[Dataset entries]
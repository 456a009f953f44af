//! SQLite-backed store.
//!
//! One database file holds both mappings. WAL journaling with
//! `synchronous = FULL` makes each autocommitted statement durable before
//! the call returns.

use std::path::{Path, PathBuf};
use std::sync::{Mutex, MutexGuard};

use chrono::{DateTime, Utc};
use rusqlite::{params, Connection, OptionalExtension};
use tracing::debug;

use super::Store;
use crate::core::config;
use crate::core::domain::SecretRecord;
use crate::core::types::{EncryptedValue, SecretKey};
use crate::error::{Result, StoreError};

const SCHEMA: &str = r#"
PRAGMA journal_mode = WAL;
PRAGMA synchronous = FULL;

CREATE TABLE IF NOT EXISTS config (
    key TEXT PRIMARY KEY NOT NULL,
    value BLOB NOT NULL
);

CREATE TABLE IF NOT EXISTS secrets (
    key TEXT PRIMARY KEY NOT NULL,
    value BLOB NOT NULL,
    created_at TEXT NOT NULL,
    updated_at TEXT NOT NULL
);
"#;

/// Store backed by a single SQLite file.
pub struct Sqlite {
    conn: Mutex<Connection>,
    path: PathBuf,
}

impl Sqlite {
    /// Open (creating if needed) the store at `path` and apply the schema.
    ///
    /// # Errors
    ///
    /// Returns `StoreError::Io` if the file cannot be created,
    /// `StoreError::Open` if the database cannot be opened, or
    /// `StoreError::Sqlite` if the schema cannot be applied.
    pub fn open(path: impl AsRef<Path>) -> Result<Self> {
        let path = path.as_ref();
        debug!(path = %path.display(), "opening store");

        config::ensure_parent_dir(path)?;
        config::restrict_file(path)?;
        let conn = Connection::open(path).map_err(|source| StoreError::Open {
            path: path.to_path_buf(),
            source,
        })?;
        conn.execute_batch(SCHEMA).map_err(StoreError::Sqlite)?;

        Ok(Self {
            conn: Mutex::new(conn),
            path: path.to_path_buf(),
        })
    }

    /// Path of the underlying database file.
    pub fn path(&self) -> &Path {
        &self.path
    }

    fn conn(&self) -> MutexGuard<'_, Connection> {
        // A panic mid-statement cannot leave SQLite inconsistent, so a
        // poisoned lock is still usable.
        self.conn.lock().unwrap_or_else(|e| e.into_inner())
    }
}

impl Store for Sqlite {
    fn upsert_secret(&self, key: &str, value: &[u8]) -> Result<()> {
        let now = Utc::now();
        self.conn()
            .execute(
                "INSERT INTO secrets (key, value, created_at, updated_at)
                 VALUES (?1, ?2, ?3, ?3)
                 ON CONFLICT(key) DO UPDATE SET
                    value = excluded.value,
                    updated_at = excluded.updated_at",
                params![key, value, now],
            )
            .map_err(StoreError::Sqlite)?;
        debug!(key, "secret written");
        Ok(())
    }

    fn get_secret(&self, key: &str) -> Result<EncryptedValue> {
        self.conn()
            .query_row(
                "SELECT value FROM secrets WHERE key = ?1",
                params![key],
                |row| row.get(0),
            )
            .optional()
            .map_err(StoreError::Sqlite)?
            .ok_or_else(|| StoreError::NotFound(key.to_string()).into())
    }

    fn delete_secret(&self, key: &str) -> Result<()> {
        let affected = self
            .conn()
            .execute("DELETE FROM secrets WHERE key = ?1", params![key])
            .map_err(StoreError::Sqlite)?;

        if affected == 0 {
            return Err(StoreError::NotFound(key.to_string()).into());
        }
        debug!(key, "secret deleted");
        Ok(())
    }

    fn list_secrets(&self) -> Result<Vec<SecretKey>> {
        let conn = self.conn();
        let mut stmt = conn
            .prepare("SELECT key FROM secrets ORDER BY key ASC")
            .map_err(StoreError::Sqlite)?;
        let keys = stmt
            .query_map([], |row| row.get(0))
            .map_err(StoreError::Sqlite)?
            .collect::<std::result::Result<Vec<SecretKey>, _>>()
            .map_err(StoreError::Sqlite)?;
        Ok(keys)
    }

    fn describe(&self, key: &str) -> Result<SecretRecord> {
        self.conn()
            .query_row(
                "SELECT key, created_at, updated_at FROM secrets WHERE key = ?1",
                params![key],
                record_from_row,
            )
            .optional()
            .map_err(StoreError::Sqlite)?
            .ok_or_else(|| StoreError::NotFound(key.to_string()).into())
    }

    fn records(&self) -> Result<Vec<SecretRecord>> {
        let conn = self.conn();
        let mut stmt = conn
            .prepare("SELECT key, created_at, updated_at FROM secrets ORDER BY key ASC")
            .map_err(StoreError::Sqlite)?;
        let records = stmt
            .query_map([], record_from_row)
            .map_err(StoreError::Sqlite)?
            .collect::<std::result::Result<Vec<_>, _>>()
            .map_err(StoreError::Sqlite)?;
        Ok(records)
    }

    fn get_config(&self, name: &str) -> Result<Vec<u8>> {
        self.conn()
            .query_row(
                "SELECT value FROM config WHERE key = ?1",
                params![name],
                |row| row.get(0),
            )
            .optional()
            .map_err(StoreError::Sqlite)?
            .ok_or_else(|| StoreError::ConfigNotFound(name.to_string()).into())
    }

    fn set_config(&self, name: &str, value: &[u8]) -> Result<()> {
        self.conn()
            .execute(
                "INSERT INTO config (key, value) VALUES (?1, ?2)
                 ON CONFLICT(key) DO UPDATE SET value = excluded.value",
                params![name, value],
            )
            .map_err(StoreError::Sqlite)?;
        Ok(())
    }
}

fn record_from_row(row: &rusqlite::Row<'_>) -> rusqlite::Result<SecretRecord> {
    Ok(SecretRecord {
        key: row.get(0)?,
        created_at: row.get::<_, DateTime<Utc>>(1)?,
        updated_at: row.get::<_, DateTime<Utc>>(2)?,
    })
}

Task prompt:
Would you repeat the records above without any changes?

Worked solution:
repository 456a009f953f44af
//! SQLite-backed store.
//!
//! One database file holds both mappings. WAL journaling with
//! `synchronous = FULL` makes each autocommitted statement durable before
//! the call returns.

use std::path::{Path, PathBuf};
use std::sync::{Mutex, MutexGuard};

use chrono::{DateTime, Utc};
use rusqlite::{params, Connection, OptionalExtension};
use tracing::debug;

use super::Store;
use crate::core::config;
use crate::core::domain::SecretRecord;
use crate::core::types::{EncryptedValue, SecretKey};
use crate::error::{Result, StoreError};

const SCHEMA: &str = r#"
PRAGMA journal_mode = WAL;
PRAGMA synchronous = FULL;

CREATE TABLE IF NOT EXISTS config (
    key TEXT PRIMARY KEY NOT NULL,
    value BLOB NOT NULL
);

CREATE TABLE IF NOT EXISTS secrets (
    key TEXT PRIMARY KEY NOT NULL,
    value BLOB NOT NULL,
    created_at TEXT NOT NULL,
    updated_at TEXT NOT NULL
);
"#;

/// Store backed by a single SQLite file.
pub struct Sqlite {
    conn: Mutex<Connection>,
    path: PathBuf,
}

impl Sqlite {
    /// Open (creating if needed) the store at `path` and apply the schema.
    ///
    /// # Errors
    ///
    /// Returns `StoreError::Io` if the file cannot be created,
    /// `StoreError::Open` if the database cannot be opened, or
    /// `StoreError::Sqlite` if the schema cannot be applied.
    pub fn open(path: impl AsRef<Path>) -> Result<Self> {
        let path = path.as_ref();
        debug!(path = %path.display(), "opening store");

        config::ensure_parent_dir(path)?;
        config::restrict_file(path)?;
        let conn = Connection::open(path).map_err(|source| StoreError::Open {
            path: path.to_path_buf(),
            source,
        })?;
        conn.execute_batch(SCHEMA).map_err(StoreError::Sqlite)?;

        Ok(Self {
            conn: Mutex::new(conn),
            path: path.to_path_buf(),
        })
    }

    /// Path of the underlying database file.
    pub fn path(&self) -> &Path {
        &self.path
    }

    fn conn(&self) -> MutexGuard<'_, Connection> {
        // A panic mid-statement cannot leave SQLite inconsistent, so a
        // poisoned lock is still usable.
        self.conn.lock().unwrap_or_else(|e| e.into_inner())
    }
}

impl Store for Sqlite {
    fn upsert_secret(&self, key: &str, value: &[u8]) -> Result<()> {
        let now = Utc::now();
        self.conn()
            .execute(
                "INSERT INTO secrets (key, value, created_at, updated_at)
                 VALUES (?1, ?2, ?3, ?3)
                 ON CONFLICT(key) DO UPDATE SET
                    value = excluded.value,
                    updated_at = excluded.updated_at",
                params![key, value, now],
            )
            .map_err(StoreError::Sqlite)?;
        debug!(key, "secret written");
        Ok(())
    }

    fn get_secret(&self, key: &str) -> Result<EncryptedValue> {
        self.conn()
            .query_row(
                "SELECT value FROM secrets WHERE key = ?1",
                params![key],
                |row| row.get(0),
            )
            .optional()
            .map_err(StoreError::Sqlite)?
            .ok_or_else(|| StoreError::NotFound(key.to_string()).into())
    }

    fn delete_secret(&self, key: &str) -> Result<()> {
        let affected = self
            .conn()
            .execute("DELETE FROM secrets WHERE key = ?1", params![key])
            .map_err(StoreError::Sqlite)?;

        if affected == 0 {
            return Err(StoreError::NotFound(key.to_string()).into());
        }
        debug!(key, "secret deleted");
        Ok(())
    }

    fn list_secrets(&self) -> Result<Vec<SecretKey>> {
        let conn = self.conn();
        let mut stmt = conn
            .prepare("SELECT key FROM secrets ORDER BY key ASC")
            .map_err(StoreError::Sqlite)?;
        let keys = stmt
            .query_map([], |row| row.get(0))
            .map_err(StoreError::Sqlite)?
            .collect::<std::result::Result<Vec<SecretKey>, _>>()
            .map_err(StoreError::Sqlite)?;
        Ok(keys)
    }

    fn describe(&self, key: &str) -> Result<SecretRecord> {
        self.conn()
            .query_row(
                "SELECT key, created_at, updated_at FROM secrets WHERE key = ?1",
                params![key],
                record_from_row,
            )
            .optional()
            .map_err(StoreError::Sqlite)?
            .ok_or_else(|| StoreError::NotFound(key.to_string()).into())
    }

    fn records(&self) -> Result<Vec<SecretRecord>> {
        let conn = self.conn();
        let mut stmt = conn
            .prepare("SELECT key, created_at, updated_at FROM secrets ORDER BY key ASC")
            .map_err(StoreError::Sqlite)?;
        let records = stmt
            .query_map([], record_from_row)
            .map_err(StoreError::Sqlite)?
            .collect::<std::result::Result<Vec<_>, _>>()
            .map_err(StoreError::Sqlite)?;
        Ok(records)
    }

    fn get_config(&self, name: &str) -> Result<Vec<u8>> {
        self.conn()
            .query_row(
                "SELECT value FROM config WHERE key = ?1",
                params![name],
                |row| row.get(0),
            )
            .optional()
            .map_err(StoreError::Sqlite)?
            .ok_or_else(|| StoreError::ConfigNotFound(name.to_string()).into())
    }

    fn set_config(&self, name: &str, value: &[u8]) -> Result<()> {
        self.conn()
            .execute(
                "INSERT INTO config (key, value) VALUES (?1, ?2)
                 ON CONFLICT(key) DO UPDATE SET value = excluded.value",
                params![name, value],
            )
            .map_err(StoreError::Sqlite)?;
        Ok(())
    }
}

fn record_from_row(row: &rusqlite::Row<'_>) -> rusqlite::Result<SecretRecord> {
    Ok(SecretRecord {
        key: row.get(0)?,
        created_at: row.get::<_, DateTime<Utc>>(1)?,
        updated_at: row.get::<_, DateTime<Utc>>(2)?,
    })
}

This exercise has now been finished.